À la veille de la prise de parole du président de la République sur le pouvoir d’achat, JA, la FNSEA et sa section des anciens exploitants alertent « les pouvoirs publics sur l’urgence d’apporter une réponse aux anciens agriculteurs ».

 

Dans un communiqué du 24 avril, le syndicalisme majoritaire rappelle qu’« en 2018, le gouvernement s’était engagé à travailler à la revalorisation des plus faibles retraites agricoles », en parallèle de la réforme pour les futurs retraités. Il constate qu’un an après le début de la concertation, « la seule réponse est le silence du gouvernement ».

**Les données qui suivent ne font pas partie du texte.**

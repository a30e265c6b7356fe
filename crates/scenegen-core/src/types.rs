//! Requirement model
//!
//! Defines the types flowing through one batch:
//! - Inbound envelope and requirements
//! - Target hierarchy coordinates (0 means unresolved)
//! - Per-unit generation input
//! - Scene-step write request and step result

use serde::{Deserialize, Serialize};

/// Inbound "apply AI function" envelope
#[derive(Debug, Clone, Default, PartialEq, Serialize, Deserialize)]
#[serde(rename_all = "camelCase")]
pub struct ApplyRequest {
    /// Name of the function to apply
    #[serde(default)]
    pub function_name: String,
    /// Caller identity
    #[serde(default)]
    pub background: Background,
    /// Function specific parameters
    #[serde(default)]
    pub function_params: FunctionParams,
    /// Stage generated steps for review instead of committing them
    #[serde(default)]
    pub need_adjust: bool,
}

/// Caller identity carried by the envelope
#[derive(Debug, Clone, Default, PartialEq, Eq, Serialize, Deserialize)]
pub struct Background {
    /// Organization id
    #[serde(rename = "orgID", default)]
    pub org_id: u64,
    /// Project id
    #[serde(rename = "projectID", default)]
    pub project_id: u64,
    /// Acting user id
    #[serde(rename = "userID", default)]
    pub user_id: String,
}

/// Parameters of the scene generation function
#[derive(Debug, Clone, Default, PartialEq, Serialize, Deserialize)]
pub struct FunctionParams {
    /// Requirements in batch order
    #[serde(default, skip_serializing_if = "Vec::is_empty")]
    pub requirements: Vec<Requirement>,
}

/// One user-submitted unit of work
#[derive(Debug, Clone, Default, PartialEq, Serialize, Deserialize)]
pub struct Requirement {
    /// Caller supplied operation id (informational)
    #[serde(rename = "operationID", default, skip_serializing_if = "is_zero")]
    pub operation_id: u64,
    /// Free-text prompt replacing the fixed user prompt
    #[serde(default, skip_serializing_if = "String::is_empty")]
    pub prompt: String,
    /// Human-approved step to commit verbatim
    #[serde(rename = "autoTestSceneCreateReq", default, skip_serializing_if = "Option::is_none")]
    pub adjusted: Option<SceneStepRequest>,
    /// Target API selection
    #[serde(rename = "apis", default)]
    pub apis: ApiSelector,
    /// Target hierarchy, possibly partial
    #[serde(rename = "scene", default)]
    pub target: TargetHierarchy,
}

impl Requirement {
    /// Create requirement for an asset
    #[inline]
    #[must_use]
    pub fn new(asset_id: impl Into<String>) -> Self {
        Self {
            apis: ApiSelector {
                asset_id: asset_id.into(),
                ..ApiSelector::default()
            },
            ..Self::default()
        }
    }

    /// With asset version
    #[inline]
    #[must_use]
    pub fn with_version(mut self, version_id: u64) -> Self {
        self.apis.version_id = version_id;
        self
    }

    /// With API index ids (order defines step order)
    #[inline]
    #[must_use]
    pub fn with_api_index_ids(mut self, ids: impl IntoIterator<Item = u64>) -> Self {
        self.apis.api_index_ids = ids.into_iter().collect();
        self
    }

    /// With target hierarchy
    #[inline]
    #[must_use]
    pub fn with_target(mut self, target: TargetHierarchy) -> Self {
        self.target = target;
        self
    }

    /// With prompt override
    #[inline]
    #[must_use]
    pub fn with_prompt(mut self, prompt: impl Into<String>) -> Self {
        self.prompt = prompt.into();
        self
    }

    /// With human-adjusted request
    #[inline]
    #[must_use]
    pub fn with_adjusted(mut self, request: SceneStepRequest) -> Self {
        self.adjusted = Some(request);
        self
    }

    /// Whether this requirement replays an adjusted request
    #[inline]
    #[must_use]
    pub fn is_adjusted(&self) -> bool {
        self.adjusted.is_some()
    }
}

/// Ordered selection of API operations inside one asset
#[derive(Debug, Clone, Default, PartialEq, Eq, Serialize, Deserialize)]
pub struct ApiSelector {
    /// API asset id, must be non-empty
    #[serde(rename = "apiAssetId", default)]
    pub asset_id: String,
    /// Asset version id
    #[serde(rename = "apiVersionId", default)]
    pub version_id: u64,
    /// API index ids; order defines generated step order
    #[serde(rename = "apiIndexIds", default, skip_serializing_if = "Vec::is_empty")]
    pub api_index_ids: Vec<u64>,
    /// Operation ids, resolved to index ids after the explicit ones
    #[serde(rename = "apiOperationIds", default, skip_serializing_if = "Vec::is_empty")]
    pub api_operation_ids: Vec<String>,
}

impl ApiSelector {
    /// Neither index ids nor operation ids given: select the whole asset
    #[inline]
    #[must_use]
    pub fn selects_all(&self) -> bool {
        self.api_index_ids.is_empty() && self.api_operation_ids.is_empty()
    }
}

/// Space / scene set / scene coordinates; 0 means unresolved
#[derive(Debug, Clone, Copy, Default, PartialEq, Eq, Hash, Serialize, Deserialize)]
pub struct TargetHierarchy {
    /// Space id
    #[serde(rename = "autotestSpaceId", default)]
    pub space_id: u64,
    /// Scene set id
    #[serde(rename = "autotestSceneSetId", default)]
    pub scene_set_id: u64,
    /// Scene id
    #[serde(rename = "autotestSceneId", default)]
    pub scene_id: u64,
}

impl TargetHierarchy {
    /// Create coordinates
    #[inline]
    #[must_use]
    pub fn new(space_id: u64, scene_set_id: u64, scene_id: u64) -> Self {
        Self {
            space_id,
            scene_set_id,
            scene_id,
        }
    }

    /// All three coordinates are set
    #[inline]
    #[must_use]
    pub fn is_fully_specified(&self) -> bool {
        self.space_id > 0 && self.scene_set_id > 0 && self.scene_id > 0
    }

    /// Presence bits: space = 0b100, scene set = 0b010, scene = 0b001
    #[inline]
    #[must_use]
    pub fn presence_key(&self) -> u8 {
        (u8::from(self.space_id > 0) << 2)
            | (u8::from(self.scene_set_id > 0) << 1)
            | u8::from(self.scene_id > 0)
    }
}

/// Fully resolved hierarchy plus names of entities created in this pass
#[derive(Debug, Clone, Default, PartialEq, Eq)]
pub struct ResolvedHierarchy {
    /// Resolved coordinates, all positive
    pub ids: TargetHierarchy,
    /// Name of the created space, empty when looked up or given
    pub space_name: String,
    /// Name of the created scene set, empty when looked up or given
    pub scene_set_name: String,
    /// Name of the created scene, empty when looked up or given
    pub scene_name: String,
}

/// Read-only input of one generation unit
#[derive(Debug, Clone, Default, PartialEq, Eq)]
pub struct GenerationInput {
    /// Requirement position in the batch
    pub requirement_index: usize,
    /// API asset id
    pub asset_id: String,
    /// Asset version id
    pub version_id: u64,
    /// API index id
    pub api_index_id: u64,
    /// Operation record id (becomes the step's api spec id)
    pub api_operation_id: u64,
    /// API summary name
    pub api_name: String,
    /// HTTP method
    pub api_method: String,
    /// URL path
    pub api_url: String,
    /// Acting user
    pub user_id: String,
    /// Where the step goes
    pub hierarchy: ResolvedHierarchy,
    /// Prompt override, empty for the fixed user prompt
    pub prompt: String,
}

/// Scene-step write request
#[derive(Debug, Clone, Default, PartialEq, Eq, Serialize, Deserialize)]
pub struct SceneStepRequest {
    /// Space id
    #[serde(rename = "spaceID", default)]
    pub space_id: u64,
    /// Scene id
    #[serde(rename = "sceneID", default)]
    pub scene_id: u64,
    /// Serialized step specification
    #[serde(default)]
    pub value: String,
    /// Acting user
    #[serde(rename = "userID", default)]
    pub user_id: String,
    /// API operation the step exercises
    #[serde(rename = "apiSpecID", default)]
    pub api_spec_id: u64,
    /// Step name
    #[serde(default)]
    pub name: String,
}

/// Outcome of one generation unit
///
/// `step_id` is present only when the step was committed.
#[derive(Debug, Clone, Default, PartialEq, Eq, Serialize, Deserialize)]
pub struct StepResult {
    /// Staged or committed write request
    #[serde(rename = "autotestSceneCreateReq")]
    pub request: SceneStepRequest,
    /// Space name (when created in this batch)
    #[serde(rename = "autotestSpaceName", default, skip_serializing_if = "String::is_empty")]
    pub space_name: String,
    /// Space id
    #[serde(rename = "autotestSpaceID", default)]
    pub space_id: u64,
    /// Scene set name (when created in this batch)
    #[serde(rename = "autotestSceneSetName", default, skip_serializing_if = "String::is_empty")]
    pub scene_set_name: String,
    /// Scene set id
    #[serde(rename = "autotestSceneSetID", default)]
    pub scene_set_id: u64,
    /// Scene name (when created in this batch)
    #[serde(rename = "autotestSceneName", default, skip_serializing_if = "String::is_empty")]
    pub scene_name: String,
    /// Scene id
    #[serde(rename = "autotestSceneID", default)]
    pub scene_id: u64,
    /// Committed step id
    #[serde(rename = "autotestSceneStepID", default, skip_serializing_if = "Option::is_none")]
    pub step_id: Option<u64>,
}

impl StepResult {
    /// Staged result for a request and hierarchy
    #[must_use]
    pub fn staged(request: SceneStepRequest, hierarchy: &ResolvedHierarchy) -> Self {
        Self {
            request,
            space_name: hierarchy.space_name.clone(),
            space_id: hierarchy.ids.space_id,
            scene_set_name: hierarchy.scene_set_name.clone(),
            scene_set_id: hierarchy.ids.scene_set_id,
            scene_name: hierarchy.scene_name.clone(),
            scene_id: hierarchy.ids.scene_id,
            step_id: None,
        }
    }

    /// Mark as committed
    #[inline]
    #[must_use]
    pub fn committed(mut self, step_id: u64) -> Self {
        self.step_id = Some(step_id);
        self
    }

    /// Whether the step was persisted
    #[inline]
    #[must_use]
    pub fn is_committed(&self) -> bool {
        self.step_id.is_some()
    }
}

/// Aggregate response envelope
#[derive(Debug, Clone, Default, PartialEq, Eq, Serialize, Deserialize)]
pub struct ApplyResponse {
    /// No unit failed
    pub success: bool,
    /// One result per successful unit
    #[serde(default)]
    pub data: Vec<StepResult>,
    /// Unit failures (partial failure policy only)
    #[serde(default, skip_serializing_if = "Option::is_none")]
    pub err: Option<ResponseError>,
}

/// Failure listing of a partially successful batch
#[derive(Debug, Clone, Default, PartialEq, Eq, Serialize, Deserialize)]
pub struct ResponseError {
    /// Summary message
    pub msg: String,
    /// One entry per failed unit
    #[serde(default)]
    pub failures: Vec<UnitFailure>,
}

/// One failed (requirement, API) unit
#[derive(Debug, Clone, Default, PartialEq, Eq, Serialize, Deserialize)]
#[serde(rename_all = "camelCase")]
pub struct UnitFailure {
    /// Requirement position in the batch
    pub requirement_index: usize,
    /// API index id
    pub api_index_id: u64,
    /// Error text
    pub message: String,
}

#[allow(clippy::trivially_copy_pass_by_ref)]
fn is_zero(v: &u64) -> bool {
    *v == 0
}

#[cfg(test)]
mod tests {
    use super::*;
    use pretty_assertions::assert_eq;
    use proptest::prelude::*;

    #[test]
    fn presence_key_bits() {
        assert_eq!(TargetHierarchy::new(0, 0, 0).presence_key(), 0b000);
        assert_eq!(TargetHierarchy::new(0, 0, 5).presence_key(), 0b001);
        assert_eq!(TargetHierarchy::new(0, 5, 0).presence_key(), 0b010);
        assert_eq!(TargetHierarchy::new(5, 0, 0).presence_key(), 0b100);
        assert_eq!(TargetHierarchy::new(1, 2, 3).presence_key(), 0b111);
        assert!(TargetHierarchy::new(1, 2, 3).is_fully_specified());
        assert!(!TargetHierarchy::new(1, 0, 3).is_fully_specified());
    }

    #[test]
    fn requirement_decodes_wire_names() {
        let json = serde_json::json!({
            "prompt": "focus on error codes",
            "apis": {
                "apiAssetId": "csrf-go-http-demo",
                "apiVersionId": 537,
                "apiIndexIds": [11, 12]
            },
            "scene": { "autotestSpaceId": 3 }
        });
        let req: Requirement = serde_json::from_value(json).unwrap();
        assert_eq!(req.apis.asset_id, "csrf-go-http-demo");
        assert_eq!(req.apis.version_id, 537);
        assert_eq!(req.apis.api_index_ids, vec![11, 12]);
        assert_eq!(req.target, TargetHierarchy::new(3, 0, 0));
        assert_eq!(req.prompt, "focus on error codes");
        assert!(!req.is_adjusted());
    }

    #[test]
    fn envelope_decodes_background_and_flag() {
        let json = r#"{
            "functionName": "create-autotest-scene",
            "background": {"orgID": 1, "projectID": 2, "userID": "u-1"},
            "functionParams": {"requirements": [{"apis": {"apiAssetId": "a"}}]},
            "needAdjust": true
        }"#;
        let req: ApplyRequest = serde_json::from_str(json).unwrap();
        assert_eq!(req.background.org_id, 1);
        assert_eq!(req.background.project_id, 2);
        assert_eq!(req.background.user_id, "u-1");
        assert!(req.need_adjust);
        assert_eq!(req.function_params.requirements.len(), 1);
    }

    #[test]
    fn staged_result_has_no_step_id() {
        let hierarchy = ResolvedHierarchy {
            ids: TargetHierarchy::new(1, 2, 3),
            scene_name: "AI_Generated_Scene_a".into(),
            ..ResolvedHierarchy::default()
        };
        let staged = StepResult::staged(SceneStepRequest::default(), &hierarchy);
        assert!(!staged.is_committed());
        assert_eq!(staged.scene_id, 3);

        let json = serde_json::to_value(&staged).unwrap();
        assert!(json.get("autotestSceneStepID").is_none());
        assert_eq!(json["autotestSceneName"], "AI_Generated_Scene_a");

        assert_eq!(staged.committed(42).step_id, Some(42));
    }

    fn arb_request() -> impl Strategy<Value = SceneStepRequest> {
        (any::<u64>(), any::<u64>(), ".*", "[a-z0-9-]{0,12}", any::<u64>(), ".*").prop_map(
            |(space_id, scene_id, value, user_id, api_spec_id, name)| SceneStepRequest {
                space_id,
                scene_id,
                value,
                user_id,
                api_spec_id,
                name,
            },
        )
    }

    fn arb_result() -> impl Strategy<Value = StepResult> {
        (
            arb_request(),
            "[A-Za-z_]{0,16}",
            any::<u64>(),
            "[A-Za-z_]{0,16}",
            any::<u64>(),
            "[A-Za-z_]{0,16}",
            any::<u64>(),
            proptest::option::of(any::<u64>()),
        )
            .prop_map(
                |(
                    request,
                    space_name,
                    space_id,
                    scene_set_name,
                    scene_set_id,
                    scene_name,
                    scene_id,
                    step_id,
                )| StepResult {
                    request,
                    space_name,
                    space_id,
                    scene_set_name,
                    scene_set_id,
                    scene_name,
                    scene_id,
                    step_id,
                },
            )
    }

    proptest! {
        #[test]
        fn step_result_survives_the_response_envelope(result in arb_result()) {
            let response = ApplyResponse { success: true, data: vec![result.clone()], err: None };
            let bytes = serde_json::to_vec(&response).unwrap();
            let parsed: ApplyResponse = serde_json::from_slice(&bytes).unwrap();
            prop_assert_eq!(parsed.data.len(), 1);
            prop_assert_eq!(&parsed.data[0], &result);
        }
    }
}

Les pensions les plus faibles

La FNSEA et JA rappellent que les retraités agricoles sont parmi ceux qui touchent les pensions les plus faibles en France : « La retraite d’un chef d’exploitation ne dépasse pas 760 € par mois alors que la retraite moyenne des Français atteint 1 380 € par mois. »

 

« L’objectif de revalorisation des retraites a minima 85 % du Smic est une urgence pour l’ensemble des retraités actuels et à venir de la métropole et de l’Outre-mer. Il n’est pas pensable d’attendre 2021 ou 2025 ! », poursuit le communiqué.

Des minima équivalents aux autres régimes

La FNSEA et JA se positionnent pour que soit posé « dès à présent le principe de minima de pensions en agriculture équivalents à ceux des autres régimes ». Un enjeu majeur dans le cadre du renouvellement des générations, car « un revenu décent pour les retraités conditionne […] l’installation de nouveaux jeunes », rappellent les syndicats.